MULTI-TASKING IS A MYTH.
I am a life-long habitual serial multi-tasker in recovery.
I was raised thinking that I could do multiple things at once, and, more importantly, convinced that I could do them all well. I am smart, ambitious, passionate, engaging, and (once upon a time), I was efficient, task-oriented, and organized. I knew how to delegate those tasks that could be assigned to others, and I was able to effectively lead and motivate others to work as part of a team. I could do everything a man could do, AND I also became a mother, the quintessential ultimate multitasker of all time.
The term “multi-task” was first coined in the 1940s, but became popularized in 1960 by J.C.R. “Lick” Licklider, a brilliant mathematician, physicist, and psychologist who is commonly credited as being “the father of the internet.” Three years before I was born, Lick published his revolutionary paper entitled “Man Computer Symbiosis,” in which he foretold the eventual invention of real-time interactive computing. Licklider envisioned a future in which humans and computers would work together to solve complex problems.

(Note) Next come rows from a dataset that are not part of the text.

//! Citelens CLI - Command-line interface
//!
//! Usage:
//!   citelens extract --brand <name> [--competitor <name>]... [--url <url>]... [--text <text> | --file <path>]
//!   citelens sentiment <text>
//!   citelens compare --brand <name> --competitor <name> <text>
//!   citelens batch <jobs.jsonl>
//!   citelens evaluate <gold.jsonl>

use std::io::Read;
use std::path::PathBuf;

use anyhow::Context;
use clap::{Parser, Subcommand};
use serde::Serialize;

use citelens_core::{AppConfig, CompetitiveContext, Entity, LoggingConfig, ProjectExtraction};
use citelens_extractor::batch::parse_jobs_jsonl;
use citelens_extractor::metrics::{evaluate_sentiment, parse_gold_jsonl};
use citelens_extractor::{BatchRunner, ExtractionOrchestrator, ExtractionSummary, SentimentScore};

#[derive(Parser)]
#[command(name = "citelens")]
#[command(about = "Brand and competitor citation extraction for AI-generated answers")]
#[command(version)]
struct Cli {
    /// Configuration file (TOML); environment variables override it
    #[arg(long, global = true)]
    config: Option<PathBuf>,

    #[command(subcommand)]
    command: Commands,
}

#[derive(Subcommand)]
enum Commands {
    /// Extract brand and competitor citations from a response
    Extract {
        /// Brand name
        #[arg(long)]
        brand: String,
        /// Competitor name (repeatable)
        #[arg(long = "competitor")]
        competitors: Vec<String>,
        /// Source URL returned with the response (repeatable)
        #[arg(long = "url")]
        urls: Vec<String>,
        /// Response text; read from stdin when neither --text nor --file is given
        #[arg(long, conflicts_with = "file")]
        text: Option<String>,
        /// File containing the response text
        #[arg(long)]
        file: Option<PathBuf>,
        /// Include an aggregated summary
        #[arg(long)]
        summary: bool,
    },
    /// Classify the sentiment of a sentence
    Sentiment {
        text: String,
        /// Print the lexicon scores as well
        #[arg(long)]
        explain: bool,
    },
    /// Classify competitive framing in a sentence
    Compare {
        #[arg(long)]
        brand: String,
        #[arg(long)]
        competitor: String,
        text: String,
    },
    /// Run extraction over a JSON Lines file of stored responses
    Batch {
        input: PathBuf,
        /// Override the configured concurrency
        #[arg(long)]
        concurrency: Option<usize>,
    },
    /// Evaluate sentiment scoring against a labelled JSON Lines file
    Evaluate { gold: PathBuf },
}

#[derive(Serialize)]
struct ExtractOutput {
    extraction: ProjectExtraction,
    #[serde(skip_serializing_if = "Option::is_none")]
    summary: Option<ExtractionSummary>,
}

#[derive(Serialize)]
struct SentimentOutput<'a> {
    text: &'a str,
    sentiment: citelens_core::Sentiment,
    #[serde(skip_serializing_if = "Option::is_none")]
    score: Option<SentimentScore>,
}

#[derive(Serialize)]
struct CompareOutput {
    compared_with_brand: bool,
    competitive_context: CompetitiveContext,
}

#[tokio::main]
async fn main() -> anyhow::Result<()> {
    let cli = Cli::parse();

    let mut config = match &cli.config {
        Some(path) => AppConfig::from_file(path)?.with_env_override()?,
        None => AppConfig::from_env()?,
    };

    init_tracing(&config.logging);
    tracing::debug!(
        "Configuration loaded: batch concurrency {}, custom lexicon {}",
        config.batch.concurrency,
        config.extraction.lexicon_path.is_some()
    );

    match cli.command {
        Commands::Extract {
            brand,
            competitors,
            urls,
            text,
            file,
            summary,
        } => {
            let text = read_response(text, file)?;
            let engine = ExtractionOrchestrator::from_config(&config.extraction)?;
            let competitors: Vec<Entity> =
                competitors.into_iter().map(Entity::competitor).collect();

            let extraction =
                engine.extract_project(&text, &Entity::brand(brand), &competitors, &urls)?;
            let summary = summary.then(|| ExtractionSummary::from_extraction(&extraction));

            print_json(&ExtractOutput {
                extraction,
                summary,
            })?;
        }
        Commands::Sentiment { text, explain } => {
            let engine = ExtractionOrchestrator::from_config(&config.extraction)?;
            print_json(&SentimentOutput {
                text: &text,
                sentiment: engine.analyze_sentiment(&text),
                score: explain.then(|| engine.sentiment_score(&text)),
            })?;
        }
        Commands::Compare {
            brand,
            competitor,
            text,
        } => {
            let engine = ExtractionOrchestrator::from_config(&config.extraction)?;
            print_json(&CompareOutput {
                compared_with_brand: engine.check_if_compared_with_brand(&text, &brand),
                competitive_context: engine.classify_competitive_context(
                    &text,
                    &brand,
                    &competitor,
                ),
            })?;
        }
        Commands::Batch { input, concurrency } => {
            if let Some(concurrency) = concurrency {
                config.batch.concurrency = concurrency;
            }
            let content = std::fs::read_to_string(&input)
                .with_context(|| format!("Failed to read {}", input.display()))?;
            let jobs = parse_jobs_jsonl(&content)?;
            tracing::info!("Loaded {} jobs from {}", jobs.len(), input.display());

            let runner = BatchRunner::from_config(&config)?;
            let report = runner.run(jobs).await;
            print_json(&report)?;
        }
        Commands::Evaluate { gold } => {
            let content = std::fs::read_to_string(&gold)
                .with_context(|| format!("Failed to read {}", gold.display()))?;
            let gold = parse_gold_jsonl(&content)?;
            tracing::info!("Evaluating sentiment on {} labelled sentences", gold.len());

            let engine = ExtractionOrchestrator::from_config(&config.extraction)?;
            let evaluation = evaluate_sentiment(&engine, &gold);
            println!("{}", evaluation.report());
        }
    }

    Ok(())
}

/// Logs go to stderr so JSON output on stdout stays parseable
fn init_tracing(logging: &LoggingConfig) {
    let filter = tracing_subscriber::EnvFilter::try_from_default_env()
        .unwrap_or_else(|_| tracing_subscriber::EnvFilter::new(&logging.level));

    let builder = tracing_subscriber::fmt()
        .with_env_filter(filter)
        .with_writer(std::io::stderr)
        .with_file(logging.include_location)
        .with_line_number(logging.include_location);

    if logging.json_format {
        builder.json().init();
    } else {
        builder.init();
    }
}

fn read_response(text: Option<String>, file: Option<PathBuf>) -> anyhow::Result<String> {
    match (text, file) {
        (Some(text), _) => Ok(text),
        (None, Some(path)) => std::fs::read_to_string(&path)
            .with_context(|| format!("Failed to read {}", path.display())),
        (None, None) => {
            let mut buf = String::new();
            std::io::stdin()
                .read_to_string(&mut buf)
                .context("Failed to read response from stdin")?;
            Ok(buf)
        }
    }
}

fn print_json<T: Serialize>(value: &T) -> anyhow::Result<()> {
    println!("{}", serde_json::to_string_pretty(value)?);
    Ok(())
}
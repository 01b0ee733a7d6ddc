//! Source URL assignment
//!
//! Known source URLs are distributed over one entity's citations
//! round-robin, in citation order. A proximity- or markdown-link-based
//! assignment would be more precise; downstream consumers rely on the
//! current distribution, so it stays as is.

use citelens_core::{Citation, RawUrlRecord};

use crate::domain::resolve_domain;

/// Assign `cited_url`/`cited_domain` to citations round-robin
pub fn assign_urls(citations: &mut [Citation], urls: &[String]) {
    if urls.is_empty() {
        return;
    }

    for (ordinal, citation) in citations.iter_mut().enumerate() {
        let url = &urls[ordinal % urls.len()];
        citation.cited_domain = Some(resolve_domain(url));
        citation.cited_url = Some(url.clone());
    }
}

/// One record per supplied URL, independent of any text match
pub fn url_records(urls: &[String]) -> Vec<RawUrlRecord> {
    urls.iter()
        .map(|url| RawUrlRecord::new(url.clone(), resolve_domain(url)))
        .collect()
}

#[cfg(test)]
mod tests {
    use super::*;
    use citelens_core::Sentence;

    fn citations(n: usize) -> Vec<Citation> {
        let sentences: Vec<Sentence> = (0..n)
            .map(|index| Sentence {
                text: format!("Sentence {index}"),
                index,
            })
            .collect();
        (0..n)
            .filter_map(|i| Citation::direct_mention(&sentences, i))
            .collect()
    }

    #[test]
    fn test_round_robin() {
        let urls = vec!["https://a.com/x".to_string(), "https://www.b.com".to_string()];
        let mut cites = citations(5);
        assign_urls(&mut cites, &urls);

        let assigned: Vec<&str> = cites
            .iter()
            .map(|c| c.cited_url.as_deref().unwrap())
            .collect();
        assert_eq!(
            assigned,
            vec![
                "https://a.com/x",
                "https://www.b.com",
                "https://a.com/x",
                "https://www.b.com",
                "https://a.com/x"
            ]
        );
        assert_eq!(cites[1].cited_domain.as_deref(), Some("b.com"));
    }

    #[test]
    fn test_no_urls_leaves_fields_empty() {
        let mut cites = citations(2);
        assign_urls(&mut cites, &[]);
        assert!(cites
            .iter()
            .all(|c| c.cited_url.is_none() && c.cited_domain.is_none()));
    }

    #[test]
    fn test_url_records() {
        let records = url_records(&["http://a.com".to_string(), "b.org/page".to_string()]);
        assert_eq!(records.len(), 2);
        assert_eq!(records[0].cited_domain, "a.com");
        assert_eq!(records[1].cited_domain, "b.org");
        assert!(records.iter().all(|r| r.sentiment.is_none()));
    }
}
//! Lexicon-based sentiment scoring
//!
//! Scores a single sentence against the weighted positive and negative
//! phrase tables, applies the negation penalty, and classifies with a fixed
//! threshold. Ties and sub-threshold scores resolve to neutral.

use std::sync::Arc;

use serde::{Deserialize, Serialize};

use citelens_core::{Result, Sentiment};

use crate::lexicon::Lexicon;
use crate::SentimentClassifier;

/// Intermediate scores for one sentence, after the negation penalty
#[derive(Debug, Clone, Copy, Default, PartialEq, Eq, Serialize, Deserialize)]
pub struct SentimentScore {
    pub positive: u32,
    pub negative: u32,
    pub negation_penalty: u32,
}

impl SentimentScore {
    /// Classify the scores against `threshold`
    pub fn label(&self, threshold: u32) -> Sentiment {
        if self.positive > self.negative && self.positive >= threshold {
            Sentiment::Positive
        } else if self.negative > self.positive && self.negative >= threshold {
            Sentiment::Negative
        } else {
            Sentiment::Neutral
        }
    }
}

/// Weighted-lexicon sentiment scorer with negation handling
#[derive(Debug, Clone)]
pub struct LexiconSentiment {
    lexicon: Arc<Lexicon>,
}

impl LexiconSentiment {
    /// Create a scorer over the builtin lexicon
    pub fn new() -> Result<Self> {
        Ok(Self::with_lexicon(Lexicon::builtin()?))
    }

    /// Create a scorer over a custom lexicon
    pub fn with_lexicon(lexicon: Arc<Lexicon>) -> Self {
        Self { lexicon }
    }

    pub fn lexicon(&self) -> &Lexicon {
        &self.lexicon
    }

    /// Compute the positive/negative scores for a sentence
    pub fn score(&self, sentence: &str) -> SentimentScore {
        let lower = sentence.to_lowercase();

        // Each phrase counts once, however often it occurs
        let sum = |table: &std::collections::BTreeMap<String, u32>| -> u32 {
            table
                .iter()
                .filter(|(phrase, _)| lower.contains(phrase.as_str()))
                .map(|(_, weight)| *weight)
                .sum()
        };
        let positive = sum(self.lexicon.positive());
        let negative = sum(self.lexicon.negative());

        // Negation patterns see the sentence as written
        let matched = self
            .lexicon
            .negations()
            .iter()
            .filter(|pattern| pattern.is_match(sentence))
            .count() as u32;
        let negation_penalty = matched * self.lexicon.negation_penalty();

        SentimentScore {
            positive: positive.saturating_sub(negation_penalty),
            negative: negative + negation_penalty,
            negation_penalty,
        }
    }

    /// Classify a sentence
    pub fn analyze(&self, sentence: &str) -> Sentiment {
        self.score(sentence).label(self.lexicon.threshold())
    }
}

impl SentimentClassifier for LexiconSentiment {
    fn classify(&self, sentence: &str) -> Sentiment {
        self.analyze(sentence)
    }
}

In healthcare, the ideal symbiotic relationship would use “smart” Artificial Intelligence to scour and summarize a patient’s personal medical story, relevant family history, pertinent labs, specialist recommendations, and other useful information. It would synthesize this information and present the end-user (the patient’s physician) with a succinct summary of the pertinent
positives and negatives.
Licklider was a visionary ahead of his time, and it would behoove all Hospital Administrators and Chief Informatics Officers to revisit his groundbreaking tome, which argued that “Computers should be designed to work in a way that is intuitive and natural for humans, rather than forcing humans to adapt to the limitations of technology.”
(As for me, I will continue to work on the steps towards recovery from my errant multi-tasking ways. I need to accept the things I cannot change, find the courage to change the things I can, and pray for the wisdom to know the difference.)